Decimate means reduce by a large amount. I think it's the only word in the English language which does mean that, which makes it extra precious.
I'm not agreeing with those who insist that decimate must be used only in its original meaning (which was a system of punishment which involved one randomly selected Roman soldier in ten being killed by his nine comrades). That would shut up a valuable word in a box where it's not going to get a lot of daylight.
I can't see anything wrong with something like the string section of the orchestra was decimated by flu.
I can't see why decimate must always refer to humans, either.
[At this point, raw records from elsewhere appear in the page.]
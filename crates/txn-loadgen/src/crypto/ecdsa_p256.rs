//! ECDSA P-256 key and signature types.
//!
//! Signing hashes the message with SHA3-256 and signs the digest, which is
//! the pairing account keys register as `ECDSA_P256` / `SHA3_256`.

use crate::error::{LoadError, LoadResult};
use p256::ecdsa::signature::hazmat::{PrehashSigner, PrehashVerifier};
use p256::ecdsa::{SigningKey, VerifyingKey};
use sha3::{Digest, Sha3_256};
use std::fmt;

/// P-256 private key length in bytes.
pub const PRIVATE_KEY_LENGTH: usize = 32;
/// P-256 public key length in bytes: the uncompressed point without its
/// SEC1 tag byte.
pub const PUBLIC_KEY_LENGTH: usize = 64;
/// P-256 signature length in bytes (`r || s`).
pub const SIGNATURE_LENGTH: usize = 64;

const UNCOMPRESSED_TAG: u8 = 0x04;

fn sha3_digest(message: &[u8]) -> [u8; 32] {
    let mut hasher = Sha3_256::new();
    hasher.update(message);
    let mut digest = [0u8; 32];
    digest.copy_from_slice(&hasher.finalize());
    digest
}

/// A P-256 private key.
#[derive(Clone)]
pub struct PrivateKey {
    inner: SigningKey,
}

impl PrivateKey {
    /// Generates a new random private key.
    pub fn generate() -> Self {
        Self {
            inner: SigningKey::random(&mut rand::rngs::OsRng),
        }
    }

    /// Creates a private key from a 32-byte scalar.
    ///
    /// # Errors
    ///
    /// Returns [`LoadError::InvalidPrivateKey`] if the length is wrong or the
    /// scalar is out of range.
    pub fn from_bytes(bytes: &[u8]) -> LoadResult<Self> {
        if bytes.len() != PRIVATE_KEY_LENGTH {
            return Err(LoadError::InvalidPrivateKey(format!(
                "expected {} bytes, got {}",
                PRIVATE_KEY_LENGTH,
                bytes.len()
            )));
        }
        let inner =
            SigningKey::from_slice(bytes).map_err(|e| LoadError::InvalidPrivateKey(e.to_string()))?;
        Ok(Self { inner })
    }

    /// Creates a private key from a hex string (optional `0x` prefix).
    pub fn from_hex(hex_str: &str) -> LoadResult<Self> {
        let hex_str = hex_str.strip_prefix("0x").unwrap_or(hex_str);
        let bytes = hex::decode(hex_str)?;
        Self::from_bytes(&bytes)
    }

    /// Returns the corresponding public key.
    pub fn public_key(&self) -> PublicKey {
        PublicKey {
            inner: *self.inner.verifying_key(),
        }
    }

    /// Hashes the message with SHA3-256 and signs the digest.
    pub fn sign(&self, message: &[u8]) -> LoadResult<Signature> {
        let inner = self
            .inner
            .sign_prehash(&sha3_digest(message))
            .map_err(|e| LoadError::Signing(e.to_string()))?;
        Ok(Signature { inner })
    }
}

impl fmt::Debug for PrivateKey {
    fn fmt(&self, f: &mut fmt::Formatter<'_>) -> fmt::Result {
        write!(f, "PrivateKey([REDACTED])")
    }
}

/// A P-256 public key.
#[derive(Clone, Copy, PartialEq, Eq)]
pub struct PublicKey {
    inner: VerifyingKey,
}

impl PublicKey {
    /// Creates a public key from its 64 raw coordinate bytes.
    pub fn from_bytes(bytes: &[u8]) -> LoadResult<Self> {
        if bytes.len() != PUBLIC_KEY_LENGTH {
            return Err(LoadError::Signing(format!(
                "public key: expected {} bytes, got {}",
                PUBLIC_KEY_LENGTH,
                bytes.len()
            )));
        }
        let mut sec1 = Vec::with_capacity(PUBLIC_KEY_LENGTH + 1);
        sec1.push(UNCOMPRESSED_TAG);
        sec1.extend_from_slice(bytes);
        let inner =
            VerifyingKey::from_sec1_bytes(&sec1).map_err(|e| LoadError::Signing(e.to_string()))?;
        Ok(Self { inner })
    }

    /// Returns the raw `x || y` coordinates.
    pub fn to_bytes(&self) -> [u8; PUBLIC_KEY_LENGTH] {
        #[allow(unused_imports)]
        use p256::elliptic_curve::sec1::ToEncodedPoint;
        let point = self.inner.to_encoded_point(false);
        let mut bytes = [0u8; PUBLIC_KEY_LENGTH];
        bytes.copy_from_slice(&point.as_bytes()[1..]);
        bytes
    }

    /// Returns the public key as hex without prefix.
    pub fn to_hex(&self) -> String {
        hex::encode(self.to_bytes())
    }

    /// Verifies a signature over a message, hashing it the way
    /// [`PrivateKey::sign`] does.
    pub fn verify(&self, message: &[u8], signature: &Signature) -> LoadResult<()> {
        self.inner
            .verify_prehash(&sha3_digest(message), &signature.inner)
            .map_err(|e| LoadError::Signing(e.to_string()))
    }
}

impl fmt::Debug for PublicKey {
    fn fmt(&self, f: &mut fmt::Formatter<'_>) -> fmt::Result {
        write!(f, "PublicKey({})", self.to_hex())
    }
}

/// A P-256 ECDSA signature.
#[derive(Clone, Copy, PartialEq, Eq)]
pub struct Signature {
    inner: p256::ecdsa::Signature,
}

impl Signature {
    /// Creates a signature from `r || s`.
    pub fn from_bytes(bytes: &[u8]) -> LoadResult<Self> {
        if bytes.len() != SIGNATURE_LENGTH {
            return Err(LoadError::Signing(format!(
                "signature: expected {} bytes, got {}",
                SIGNATURE_LENGTH,
                bytes.len()
            )));
        }
        let inner = p256::ecdsa::Signature::from_slice(bytes)
            .map_err(|e| LoadError::Signing(e.to_string()))?;
        Ok(Self { inner })
    }

    /// Returns `r || s`.
    pub fn to_bytes(&self) -> [u8; SIGNATURE_LENGTH] {
        let mut bytes = [0u8; SIGNATURE_LENGTH];
        bytes.copy_from_slice(&self.inner.to_bytes());
        bytes
    }
}

impl fmt::Debug for Signature {
    fn fmt(&self, f: &mut fmt::Formatter<'_>) -> fmt::Result {
        write!(f, "Signature({})", hex::encode(self.to_bytes()))
    }
}
//! Identifier type.
//!
//! A 32-byte SHA3-256 digest naming blocks and transactions.

use crate::error::{LoadError, LoadResult};
use serde::{Deserialize, Deserializer, Serialize, Serializer};
use sha3::{Digest, Sha3_256};
use std::fmt;
use std::str::FromStr;

/// The length of an identifier in bytes.
pub const IDENTIFIER_LENGTH: usize = 32;

/// A 32-byte block or transaction identifier.
#[derive(Clone, Copy, PartialEq, Eq, PartialOrd, Ord, Hash, Default)]
pub struct Identifier([u8; IDENTIFIER_LENGTH]);

impl Identifier {
    /// The "zero" identifier.
    pub const ZERO: Self = Self([0u8; IDENTIFIER_LENGTH]);

    /// Creates an identifier from a byte array.
    pub const fn new(bytes: [u8; IDENTIFIER_LENGTH]) -> Self {
        Self(bytes)
    }

    /// Computes the SHA3-256 digest of the given data.
    pub fn sha3_256<T: AsRef<[u8]>>(data: T) -> Self {
        let mut hasher = Sha3_256::new();
        hasher.update(data.as_ref());
        let result = hasher.finalize();
        let mut bytes = [0u8; IDENTIFIER_LENGTH];
        bytes.copy_from_slice(&result);
        Self(bytes)
    }

    /// Parses an identifier from 64 hex characters (optional `0x` prefix).
    pub fn from_hex(hex_str: &str) -> LoadResult<Self> {
        let hex_str = hex_str.strip_prefix("0x").unwrap_or(hex_str);
        if hex_str.len() != IDENTIFIER_LENGTH * 2 {
            return Err(LoadError::InvalidIdentifier(format!(
                "expected {} hex characters, got {}",
                IDENTIFIER_LENGTH * 2,
                hex_str.len()
            )));
        }
        let bytes = hex::decode(hex_str)?;
        let mut id = [0u8; IDENTIFIER_LENGTH];
        id.copy_from_slice(&bytes);
        Ok(Self(id))
    }

    /// Returns the identifier as a byte slice.
    pub fn as_bytes(&self) -> &[u8] {
        &self.0
    }

    /// Returns the identifier as lowercase hex without prefix, the form the
    /// access API uses in paths and bodies.
    pub fn to_hex(&self) -> String {
        hex::encode(self.0)
    }
}

impl fmt::Debug for Identifier {
    fn fmt(&self, f: &mut fmt::Formatter<'_>) -> fmt::Result {
        write!(f, "Identifier({})", self.to_hex())
    }
}

impl fmt::Display for Identifier {
    fn fmt(&self, f: &mut fmt::Formatter<'_>) -> fmt::Result {
        write!(f, "{}", self.to_hex())
    }
}

impl FromStr for Identifier {
    type Err = LoadError;

    fn from_str(s: &str) -> Result<Self, Self::Err> {
        Self::from_hex(s)
    }
}

impl Serialize for Identifier {
    fn serialize<S>(&self, serializer: S) -> Result<S::Ok, S::Error>
    where
        S: Serializer,
    {
        serializer.serialize_str(&self.to_hex())
    }
}

impl<'de> Deserialize<'de> for Identifier {
    fn deserialize<D>(deserializer: D) -> Result<Self, D::Error>
    where
        D: Deserializer<'de>,
    {
        let s = String::deserialize(deserializer)?;
        Self::from_hex(&s).map_err(serde::de::Error::custom)
    }
}

impl rlp::Encodable for Identifier {
    fn rlp_append(&self, s: &mut rlp::RlpStream) {
        s.append(&self.0.to_vec());
    }
}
Oliver Cromwell came up with a decimating ten per cent tax in 1655. I don't know if it was understandable thing to do, but it was certainly comprehensible.
On the other hand, using decimate to mean destroy or hurt weakens a valuable word of unique meaning, and people who do this deserve to have their belly buttons invaded by palsied dust bunnies.
That's people who write stuff like: the muggers physically decimated him.
Or: when I found out it wasn't fancy dress after all I was, like, totally decimated.
Decimate. It means reduced by an important amount.
Otherwise use annihilate, embarrass, destroyed, devastated...
Word To Use Today But Only If The Circumstances Demand It: decimate. This word comes from the Latin word decimāre, from decem, ten.
If you're hung up over the ten bit I suggest you channel your energies into a campaign to get December reinstated as the tenth month of the year.